* MATERIAL TO PROCESS:
= = = = = = =
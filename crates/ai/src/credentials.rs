//! Credential lookup for the remote provider.
//!
//! Keys are read on every call, so a key added or rotated at runtime takes
//! effect without a restart.

use serde::{Deserialize, Serialize};
use std::sync::{Arc, RwLock};

/// Environment variable holding the Gemini API key.
pub const GEMINI_API_KEY_ENV: &str = "GEMINI_API_KEY";

/// Value shipped in example env files; treated as absent.
const PLACEHOLDER_KEY: &str = "your_gemini_api_key_here";

/// Whether a usable key is configured and, if so, whether the provider
/// accepted it on the last call.
#[derive(Debug, Clone, Copy, PartialEq, Eq, Serialize, Deserialize)]
#[serde(rename_all = "lowercase")]
pub enum ApiKeyStatus {
    Missing,
    Invalid,
    Valid,
}

/// Trims the raw value and drops blanks and the placeholder.
pub fn usable_key(raw: Option<String>) -> Option<String> {
    raw.map(|k| k.trim().to_string())
        .filter(|k| !k.is_empty() && k != PLACEHOLDER_KEY)
}

/// Source of the provider API key.
pub trait CredentialSource: Send + Sync {
    /// Returns the key, or `None` when no usable key is configured.
    fn api_key(&self) -> Option<String>;
}

/// Reads the key from an environment variable.
#[derive(Debug, Clone)]
pub struct EnvCredentialSource {
    var: String,
}

impl EnvCredentialSource {
    pub fn new(var: impl Into<String>) -> Self {
        Self { var: var.into() }
    }
}

impl Default for EnvCredentialSource {
    fn default() -> Self {
        Self::new(GEMINI_API_KEY_ENV)
    }
}

impl CredentialSource for EnvCredentialSource {
    fn api_key(&self) -> Option<String> {
        usable_key(std::env::var(&self.var).ok())
    }
}

/// Fixed key, mainly for tests and embedding.
#[derive(Debug, Clone, Default)]
pub struct StaticCredential(Option<String>);

impl StaticCredential {
    pub fn new(key: impl Into<String>) -> Self {
        Self(Some(key.into()))
    }

    pub fn none() -> Self {
        Self(None)
    }
}

impl CredentialSource for StaticCredential {
    fn api_key(&self) -> Option<String> {
        usable_key(self.0.clone())
    }
}

/// Key that can be replaced at runtime, falling back to another source
/// while unset.
pub struct OverridableCredential {
    override_key: RwLock<Option<String>>,
    fallback: Arc<dyn CredentialSource>,
}

impl OverridableCredential {
    pub fn new(fallback: Arc<dyn CredentialSource>) -> Self {
        Self {
            override_key: RwLock::new(None),
            fallback,
        }
    }

    pub fn set(&self, key: Option<String>) {
        let mut guard = self
            .override_key
            .write()
            .unwrap_or_else(|poisoned| poisoned.into_inner());
        *guard = usable_key(key);
    }
}

impl CredentialSource for OverridableCredential {
    fn api_key(&self) -> Option<String> {
        let current = self
            .override_key
            .read()
            .unwrap_or_else(|poisoned| poisoned.into_inner())
            .clone();
        current.or_else(|| self.fallback.api_key())
    }
}
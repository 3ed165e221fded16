//! Simulated market movement and connectivity.

mod market_simulator;
mod shock_source;

pub use market_simulator::{simulate_tick, ConnectivityMonitor, TickOutcome};
pub use shock_source::{FixedShockSource, PriceShockSource, RandomShockSource};
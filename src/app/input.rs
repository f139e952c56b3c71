//! Pointer, touch and keyboard input.
use bevy::input::touch::Touches;
use bevy::prelude::*;
use bevy::window::PrimaryWindow;
use castle_builder::block::BlockRegistry;
use castle_builder::editor::{EditorCommand, EditorState, Tool};
use castle_builder::grid::Grid;
use castle_builder::interaction::handle_pointer;
use castle_builder::settings::Settings;
use castle_builder::ui::CanvasNode;

/// Command triggered by a keybind action name.
#[must_use]
pub fn command_for_action(action: &str) -> Option<EditorCommand> {
    Some(match action {
        "tool_draw" => EditorCommand::SetTool(Tool::Draw),
        "tool_erase" => EditorCommand::SetTool(Tool::Erase),
        "tool_interact" => EditorCommand::SetTool(Tool::Interact),
        "cycle_layer" => EditorCommand::CycleLayer,
        "toggle_rotate" => EditorCommand::ToggleRotate,
        "cycle_theme" => EditorCommand::CycleTheme,
        "toggle_time" => EditorCommand::ToggleTimeOfDay,
        "save" => EditorCommand::Save,
        "export" => EditorCommand::Export,
        "clear" => EditorCommand::RequestClear,
        "unlock" => EditorCommand::Unlock,
        "confirm" => EditorCommand::Confirm(true),
        "cancel" => EditorCommand::Confirm(false),
        "dump_debug" => EditorCommand::DumpDebug,
        _ => return None,
    })
}

const ACTIONS: [&str; 14] = [
    "tool_draw",
    "tool_erase",
    "tool_interact",
    "cycle_layer",
    "toggle_rotate",
    "cycle_theme",
    "toggle_time",
    "save",
    "export",
    "clear",
    "unlock",
    "confirm",
    "cancel",
    "dump_debug",
];

/// Send the command of every keybind pressed this frame. While a
/// confirmation is pending only confirm/cancel (and the debug dump) go through.
#[allow(clippy::needless_pass_by_value)]
pub fn keyboard_shortcuts(
    keys: Res<ButtonInput<KeyCode>>,
    settings: Res<Settings>,
    editor: Res<EditorState>,
    mut out: EventWriter<EditorCommand>,
) {
    for action in ACTIONS {
        let Some(key) = settings.controls.binding(action) else { continue };
        if !keys.just_pressed(key) {
            continue;
        }
        let Some(command) = command_for_action(action) else { continue };
        if editor.accepts(&command) {
            out.send(command);
        }
    }
}

#[derive(bevy::ecs::system::SystemParam)]
pub struct PointerCtx<'w, 's> {
    pub mouse: Res<'w, ButtonInput<MouseButton>>,
    pub touches: Res<'w, Touches>,
    pub windows: Query<'w, 's, &'static Window, With<PrimaryWindow>>,
    pub canvas: Query<'w, 's, (&'static Node, &'static GlobalTransform), With<CanvasNode>>,
    pub grid: ResMut<'w, Grid>,
    pub registry: Res<'w, BlockRegistry>,
    pub editor: Res<'w, EditorState>,
}

/// Apply the active tool where the canvas was clicked or touched.
pub fn canvas_pointer(mut ctx: PointerCtx<'_, '_>) {
    if ctx.editor.pending.is_some() {
        return;
    }

    let mut presses: Vec<Vec2> = ctx.touches.iter_just_pressed().map(|t| t.position()).collect();
    if ctx.mouse.just_pressed(MouseButton::Left)
        && let Ok(window) = ctx.windows.get_single()
        && let Some(cursor) = window.cursor_position()
    {
        presses.push(cursor);
    }
    if presses.is_empty() {
        return;
    }

    let Ok((node, transform)) = ctx.canvas.get_single() else { return };
    let size = node.size();
    let origin = transform.translation().truncate() - size / 2.0;
    #[allow(clippy::cast_precision_loss)]
    let tile = size.x / ctx.grid.size() as f32;

    for pointer in presses {
        let outcome = handle_pointer(&mut ctx.grid, &ctx.registry, &ctx.editor, pointer, origin, tile);
        if outcome.changed_grid() {
            debug!("pointer at {pointer}: {outcome:?}");
        }
    }
}

#[cfg(test)]
mod tests {
    use super::*;

    #[test]
    fn every_action_has_a_command() {
        for action in ACTIONS {
            assert!(command_for_action(action).is_some(), "{action}");
        }
        assert_eq!(command_for_action("fly"), None);
    }
}
//! User interface: block palette, toolbar, status line and the
//! confirmation dialog, plus the canvas image node they surround.
//!
//! UI widgets never mutate editor state directly. Clicks are turned into
//! `EditorCommand` events and the app's command handler applies them.

use crate::block::BlockRegistry;
use crate::editor::{EditorCommand, EditorState};
use crate::raster::Surface;
use crate::render::render_palette;
use crate::settings::Settings;
use bevy::prelude::*;
use bevy::render::render_asset::RenderAssetUsages;
use bevy::render::render_resource::{Extent3d, TextureDimension, TextureFormat};
use bevy::render::texture::ImageSampler;
use bevy::ui::FocusPolicy;

const PANEL_BG: Color = Color::srgb(0.12, 0.12, 0.14);
const BUTTON_BG: Color = Color::srgb(0.22, 0.22, 0.26);
const BUTTON_HOVER: Color = Color::srgb(0.30, 0.30, 0.36);
const SELECTED_BG: Color = Color::srgb(0.55, 0.42, 0.16);
const TEXT: Color = Color::srgb(0.92, 0.92, 0.92);

/// The image node showing the rendered canvas.
#[derive(Component)]
pub struct CanvasNode;

/// Container the palette entries are spawned into.
#[derive(Component)]
pub struct PaletteRoot;

/// One palette button; holds the block name it selects.
#[derive(Component, Debug, Clone)]
pub struct PaletteEntry(pub String);

/// Toolbar button sending its command when pressed.
#[derive(Component, Debug, Clone)]
pub struct ToolbarButton(pub EditorCommand);

/// Text of a toolbar button, refreshed from the editor state.
#[derive(Component, Debug, Clone)]
pub struct ToolbarLabel(pub EditorCommand);

#[derive(Component)]
pub struct StatusText;

#[derive(Component)]
pub struct ConfirmDialog;

#[derive(Component)]
pub struct ConfirmPrompt;

/// Dialog button answering the pending confirmation.
#[derive(Component)]
pub struct ConfirmButton(pub bool);
//! Key/value storage for saved documents.
//!
//! `FileStorage` keeps one `<key>.json` file per key in a directory;
//! `MemoryStorage` is a map, used by tests and benches.

use std::collections::HashMap;
use std::error::Error;
use std::path::{Path, PathBuf};

pub trait Storage {
    /// Stored value for `key`, `None` if nothing was stored.
    ///
    /// # Errors
    /// Fails when the backing store cannot be read.
    fn get_item(&self, key: &str) -> Result<Option<String>, Box<dyn Error>>;

    /// Store `value` under `key`, replacing any previous value.
    ///
    /// # Errors
    /// Fails when the backing store cannot be written.
    fn set_item(&mut self, key: &str, value: &str) -> Result<(), Box<dyn Error>>;

    /// Forget `key`. Removing an absent key is not an error.
    ///
    /// # Errors
    /// Fails when the backing store cannot be written.
    fn remove_item(&mut self, key: &str) -> Result<(), Box<dyn Error>>;
}

#[derive(Debug, Clone, Default)]
pub struct MemoryStorage {
    items: HashMap<String, String>,
}

impl Storage for MemoryStorage {
    fn get_item(&self, key: &str) -> Result<Option<String>, Box<dyn Error>> {
        Ok(self.items.get(key).cloned())
    }

    fn set_item(&mut self, key: &str, value: &str) -> Result<(), Box<dyn Error>> {
        self.items.insert(key.to_string(), value.to_string());
        Ok(())
    }

    fn remove_item(&mut self, key: &str) -> Result<(), Box<dyn Error>> {
        self.items.remove(key);
        Ok(())
    }
}

#[derive(Debug, Clone)]
pub struct FileStorage {
    dir: PathBuf,
}

impl FileStorage {
    #[must_use]
    pub fn new(dir: impl Into<PathBuf>) -> Self {
        Self { dir: dir.into() }
    }

    #[must_use]
    pub fn dir(&self) -> &Path {
        &self.dir
    }

    /// File backing `key`. Keys are restricted to letters, digits, `-` and
    /// `_` so they cannot escape the storage directory.
    ///
    /// # Errors
    /// Fails for empty keys or keys with other characters.
    pub fn path_for(&self, key: &str) -> Result<PathBuf, Box<dyn Error>> {
        let valid = !key.is_empty() && key.chars().all(|c| c.is_ascii_alphanumeric() || c == '-' || c == '_');
        if !valid {
            return Err(format!("invalid storage key '{key}'").into());
        }
        Ok(self.dir.join(format!("{key}.json")))
    }
}

impl Storage for FileStorage {
    fn get_item(&self, key: &str) -> Result<Option<String>, Box<dyn Error>> {
        let path = self.path_for(key)?;
        match std::fs::read_to_string(&path) {
            Ok(s) => Ok(Some(s)),
            Err(e) if e.kind() == std::io::ErrorKind::NotFound => Ok(None),
            Err(e) => Err(format!("failed to read {}: {e}", path.display()).into()),
        }
    }

    fn set_item(&mut self, key: &str, value: &str) -> Result<(), Box<dyn Error>> {
        let path = self.path_for(key)?;
        std::fs::create_dir_all(&self.dir)?;
        // readers only ever see a complete file
        let tmp = path.with_extension("json.tmp");
        std::fs::write(&tmp, value)?;
        std::fs::rename(&tmp, &path)?;
        Ok(())
    }

    fn remove_item(&mut self, key: &str) -> Result<(), Box<dyn Error>> {
        let path = self.path_for(key)?;
        match std::fs::remove_file(&path) {
            Ok(()) => Ok(()),
            Err(e) if e.kind() == std::io::ErrorKind::NotFound => Ok(()),
            Err(e) => Err(e.into()),
        }
    }
}

#[cfg(test)]
mod tests {
    use super::*;
    use crate::ron::test_dir;

    #[test]
    fn file_storage_round_trip() {
        let dir = test_dir::fresh("storage").join("nested");
        let mut storage = FileStorage::new(&dir);
        assert_eq!(storage.get_item("savedCastle").unwrap(), None);

        storage.set_item("savedCastle", "{\"a\":1}").unwrap();
        storage.set_item("savedCastle", "{\"a\":2}").unwrap();
        assert_eq!(storage.get_item("savedCastle").unwrap().as_deref(), Some("{\"a\":2}"));
        assert!(dir.join("savedCastle.json").is_file());
        assert!(!dir.join("savedCastle.json.tmp").exists());

        storage.remove_item("savedCastle").unwrap();
        storage.remove_item("savedCastle").unwrap();
        assert_eq!(storage.get_item("savedCastle").unwrap(), None);
    }

    #[test]
    fn file_storage_rejects_path_keys() {
        let mut storage = FileStorage::new(test_dir::fresh("storage-keys"));
        assert!(storage.set_item("../escape", "x").is_err());
        assert!(storage.get_item("").is_err());
        assert!(storage.path_for("slot_2-b").is_ok());
    }

    #[test]
    fn memory_storage_round_trip() {
        let mut storage = MemoryStorage::default();
        storage.set_item("k", "v").unwrap();
        assert_eq!(storage.get_item("k").unwrap().as_deref(), Some("v"));
        storage.remove_item("k").unwrap();
        assert_eq!(storage.get_item("k").unwrap(), None);
    }
}
//! PNG export of the rendered canvas.

use chrono::{DateTime, Utc};
use image::{ImageFormat, RgbaImage};
use std::error::Error;
use std::path::{Path, PathBuf};

/// File name for an export. With `timestamped`, the UTC time is inserted
/// before the extension (`my_castle.png` -> `my_castle-20261019-142501.png`)
/// so repeated exports do not overwrite each other.
#[must_use]
pub fn export_file_name(base: &str, timestamped: bool, now: DateTime<Utc>) -> String {
    let base = if base.trim().is_empty() { "my_castle.png" } else { base };
    if !timestamped {
        return base.to_string();
    }
    let stamp = now.format("%Y%m%d-%H%M%S");
    match base.rsplit_once('.') {
        Some((stem, ext)) if !stem.is_empty() => format!("{stem}-{stamp}.{ext}"),
        _ => format!("{base}-{stamp}"),
    }
}

/// Write `image` as a PNG to `dir/name`, creating `dir` if needed.
///
/// # Errors
/// Fails when the directory cannot be created or the PNG cannot be written.
pub fn export_png(image: &RgbaImage, dir: impl AsRef<Path>, name: &str) -> Result<PathBuf, Box<dyn Error>> {
    let dir = dir.as_ref();
    std::fs::create_dir_all(dir)?;
    let path = dir.join(name);
    image.save_with_format(&path, ImageFormat::Png)?;
    Ok(path)
}

#[cfg(test)]
mod tests {
    use super::*;
    use crate::ron::test_dir;
    use chrono::TimeZone;

    #[test]
    fn file_names() {
        let now = Utc.with_ymd_and_hms(2026, 10, 19, 14, 25, 1).unwrap();
        assert_eq!(export_file_name("my_castle.png", false, now), "my_castle.png");
        assert_eq!(export_file_name("my_castle.png", true, now), "my_castle-20261019-142501.png");
        assert_eq!(export_file_name("castle", true, now), "castle-20261019-142501");
        assert_eq!(export_file_name("  ", false, now), "my_castle.png");
    }

    #[test]
    fn writes_decodable_png() {
        let dir = test_dir::fresh("export").join("out");
        let mut img = RgbaImage::new(4, 3);
        img.put_pixel(2, 1, image::Rgba([1, 2, 3, 255]));
        let path = export_png(&img, &dir, "shot.png").unwrap();
        assert_eq!(path, dir.join("shot.png"));

        let back = image::open(&path).unwrap().to_rgba8();
        assert_eq!(back.dimensions(), (4, 3));
        assert_eq!(*back.get_pixel(2, 1), image::Rgba([1, 2, 3, 255]));
    }
}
= = = = = = =
* WHAT NEEDS TO BE DONE:
Every line from the first entry to the line containing "pub trait CredentialSource: Send" should be transcribed exactly, and nothing beyond it.

* RESPONSE BELOW:
filename crates/ai/src/credentials.rs
//! Credential lookup for the remote provider.
//!
//! Keys are read on every call, so a key added or rotated at runtime takes
//! effect without a restart.

use serde::{Deserialize, Serialize};
use std::sync::{Arc, RwLock};

/// Environment variable holding the Gemini API key.
pub const GEMINI_API_KEY_ENV: &str = "GEMINI_API_KEY";

/// Value shipped in example env files; treated as absent.
const PLACEHOLDER_KEY: &str = "your_gemini_api_key_here";

/// Whether a usable key is configured and, if so, whether the provider
/// accepted it on the last call.
#[derive(Debug, Clone, Copy, PartialEq, Eq, Serialize, Deserialize)]
#[serde(rename_all = "lowercase")]
pub enum ApiKeyStatus {
    Missing,
    Invalid,
    Valid,
}

/// Trims the raw value and drops blanks and the placeholder.
pub fn usable_key(raw: Option<String>) -> Option<String> {
    raw.map(|k| k.trim().to_string())
        .filter(|k| !k.is_empty() && k != PLACEHOLDER_KEY)
}

/// Source of the provider API key.
pub trait CredentialSource: Send + Sync {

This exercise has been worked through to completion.